A person generally commits the criminal offense of public lewdness or lewd conduct in public if the person knowingly engages in any of the following acts in a public place—or, if not in a public place, the person is reckless about whether another is present who will be offended or alarmed by the person’s (1) act of sexual intercourse; (2) act of deviate sexual intercourse; (3) act of sexual contact with a person’s own private parts or those of another.
Public lewdness laws vary from state to state, and some states define and charge such criminal offenses under indecent exposure laws. Public lewdness is usually a misdemeanor offense, but may be a felony offense under some circumstances. And in some states a conviction for public lewdness may require the defendant to register as a sex offender.
In South Carolina, the offense commonly referred to as public lewdness is generally covered under the state's indecent exposure laws. According to South Carolina Code of Laws Section 16-15-130, it is unlawful for a person to willfully, maliciously, and indecently expose their person in a public place, on the private premises of another, or so near thereto as to be seen from such private premises.
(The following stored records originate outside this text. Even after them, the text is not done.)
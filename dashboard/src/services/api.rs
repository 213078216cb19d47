use async_trait::async_trait;
use reqwest::{Client, Response, Url};
use serde::de::DeserializeOwned;
use serde::Serialize;
use shared::{
    CreateNotificationRequest, CreateStudentRequest, MarkAttendanceRequest, MessageResponse,
    Notification, SectionWithStudents, Student,
};
use thiserror::Error;
use tracing::debug;

use crate::config::{DashboardConfig, DEFAULT_API_URL};

/// Failure talking to the backend. Any non-2xx answer is an `Http` error.
#[derive(Error, Debug)]
pub enum ClientError {
    #[error("HTTP {status}: {body}")]
    Http { status: u16, body: String },

    #[error("Network error: {0}")]
    Transport(#[from] reqwest::Error),

    #[error("Failed to parse response: {0}")]
    Decode(#[from] serde_json::Error),

    #[error("Invalid API URL `{0}`")]
    InvalidUrl(String),
}

/// The backend calls the dashboard makes
#[async_trait]
pub trait AttendanceApi: Send + Sync {
    async fn list_sections(&self) -> Result<Vec<SectionWithStudents>, ClientError>;

    async fn create_student(&self, request: CreateStudentRequest) -> Result<Student, ClientError>;

    async fn mark_attendance(&self, request: MarkAttendanceRequest) -> Result<MessageResponse, ClientError>;

    async fn create_notification(&self, request: CreateNotificationRequest) -> Result<Notification, ClientError>;

    async fn list_notifications(&self, student_id: &str) -> Result<Vec<Notification>, ClientError>;
}

/// API client for communicating with the backend server
#[derive(Clone)]
pub struct ApiClient {
    base_url: String,
    http: Client,
}

impl ApiClient {
    /// Create a new API client with the default base URL
    pub fn new() -> Self {
        Self::with_base_url(DEFAULT_API_URL.to_string())
    }

    /// Create a new API client with a custom base URL
    pub fn with_base_url(base_url: String) -> Self {
        Self {
            base_url: base_url.trim_end_matches('/').to_string(),
            http: Client::new(),
        }
    }

    pub fn from_config(config: &DashboardConfig) -> Self {
        Self::with_base_url(config.api_url.clone())
    }

    pub fn base_url(&self) -> &str {
        &self.base_url
    }

    /// Base URL extended by `segments`, each one percent-encoded
    fn url(&self, segments: &[&str]) -> Result<Url, ClientError> {
        let invalid = || ClientError::InvalidUrl(self.base_url.clone());
        let mut url = Url::parse(&self.base_url).map_err(|_| invalid())?;
        url.path_segments_mut()
            .map_err(|_| invalid())?
            .pop_if_empty()
            .extend(segments);
        Ok(url)
    }

    async fn get<T: DeserializeOwned>(&self, segments: &[&str]) -> Result<T, ClientError> {
        let url = self.url(segments)?;
        debug!("GET {}", url.path());
        let response = self.http.get(url).send().await?;
        decode(response).await
    }

    async fn post<B: Serialize + Sync, T: DeserializeOwned>(&self, segments: &[&str], body: &B) -> Result<T, ClientError> {
        let url = self.url(segments)?;
        debug!("POST {}", url.path());
        let response = self.http.post(url).json(body).send().await?;
        decode(response).await
    }
}

impl Default for ApiClient {
    fn default() -> Self {
        Self::new()
    }
}

async fn decode<T: DeserializeOwned>(response: Response) -> Result<T, ClientError> {
    let status = response.status();
    let body = response.text().await?;
    if !status.is_success() {
        return Err(ClientError::Http {
            status: status.as_u16(),
            body,
        });
    }
    Ok(serde_json::from_str(&body)?)
}

#[async_trait]
impl AttendanceApi for ApiClient {
    async fn list_sections(&self) -> Result<Vec<SectionWithStudents>, ClientError> {
        self.get(&["api", "sections"]).await
    }

    async fn create_student(&self, request: CreateStudentRequest) -> Result<Student, ClientError> {
        self.post(&["api", "students"], &request).await
    }

    async fn mark_attendance(&self, request: MarkAttendanceRequest) -> Result<MessageResponse, ClientError> {
        self.post(&["api", "attendance", "mark"], &request).await
    }

    async fn create_notification(&self, request: CreateNotificationRequest) -> Result<Notification, ClientError> {
        self.post(&["api", "notifications"], &request).await
    }

    async fn list_notifications(&self, student_id: &str) -> Result<Vec<Notification>, ClientError> {
        self.get(&["api", "notifications", student_id]).await
    }
}

#[cfg(test)]
mod tests {
    use super::*;

    #[test]
    fn test_base_url_normalized() {
        let client = ApiClient::with_base_url("http://example.org:5000/".to_string());
        assert_eq!(client.base_url(), "http://example.org:5000");
        assert_eq!(
            client.url(&["api", "sections"]).unwrap().as_str(),
            "http://example.org:5000/api/sections"
        );
        assert_eq!(ApiClient::default().base_url(), "http://localhost:5000");
    }

    #[test]
    fn test_path_segments_encoded() {
        let client = ApiClient::with_base_url("http://example.org:5000".to_string());
        let url = client.url(&["api", "notifications", "231FA04001"]).unwrap();
        assert_eq!(url.path(), "/api/notifications/231FA04001");
        let url = client.url(&["api", "notifications", "a b/c"]).unwrap();
        assert_eq!(url.path(), "/api/notifications/a%20b%2Fc");

        let prefixed = ApiClient::with_base_url("http://example.org/attendance/".to_string());
        assert_eq!(prefixed.url(&["api", "sections"]).unwrap().path(), "/attendance/api/sections");
    }

    #[test]
    fn test_unparseable_base_url() {
        let client = ApiClient::with_base_url("not a url".to_string());
        let err = client.url(&["api", "sections"]).unwrap_err();
        assert!(matches!(err, ClientError::InvalidUrl(ref base) if base == "not a url"));
    }

    #[test]
    fn test_http_error_message() {
        let err = ClientError::Http {
            status: 500,
            body: "{\"error\":\"boom\"}".to_string(),
        };
        assert_eq!(err.to_string(), "HTTP 500: {\"error\":\"boom\"}");
    }
}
This statute would encompass acts of sexual intercourse, deviate sexual intercourse, or sexual contact in public, as well as the exposure of one's private parts. The offense is typically considered a misdemeanor, which can result in fines, imprisonment, or both. However, if the exposure is deemed to be aggravated or is a repeat offense, the penalties may be more severe. It is important to note that while public lewdness is usually a misdemeanor, certain circumstances could elevate the charge, and a conviction may have additional consequences, such as being required to register as a sex offender, depending on the specifics of the case and the presence of aggravating factors.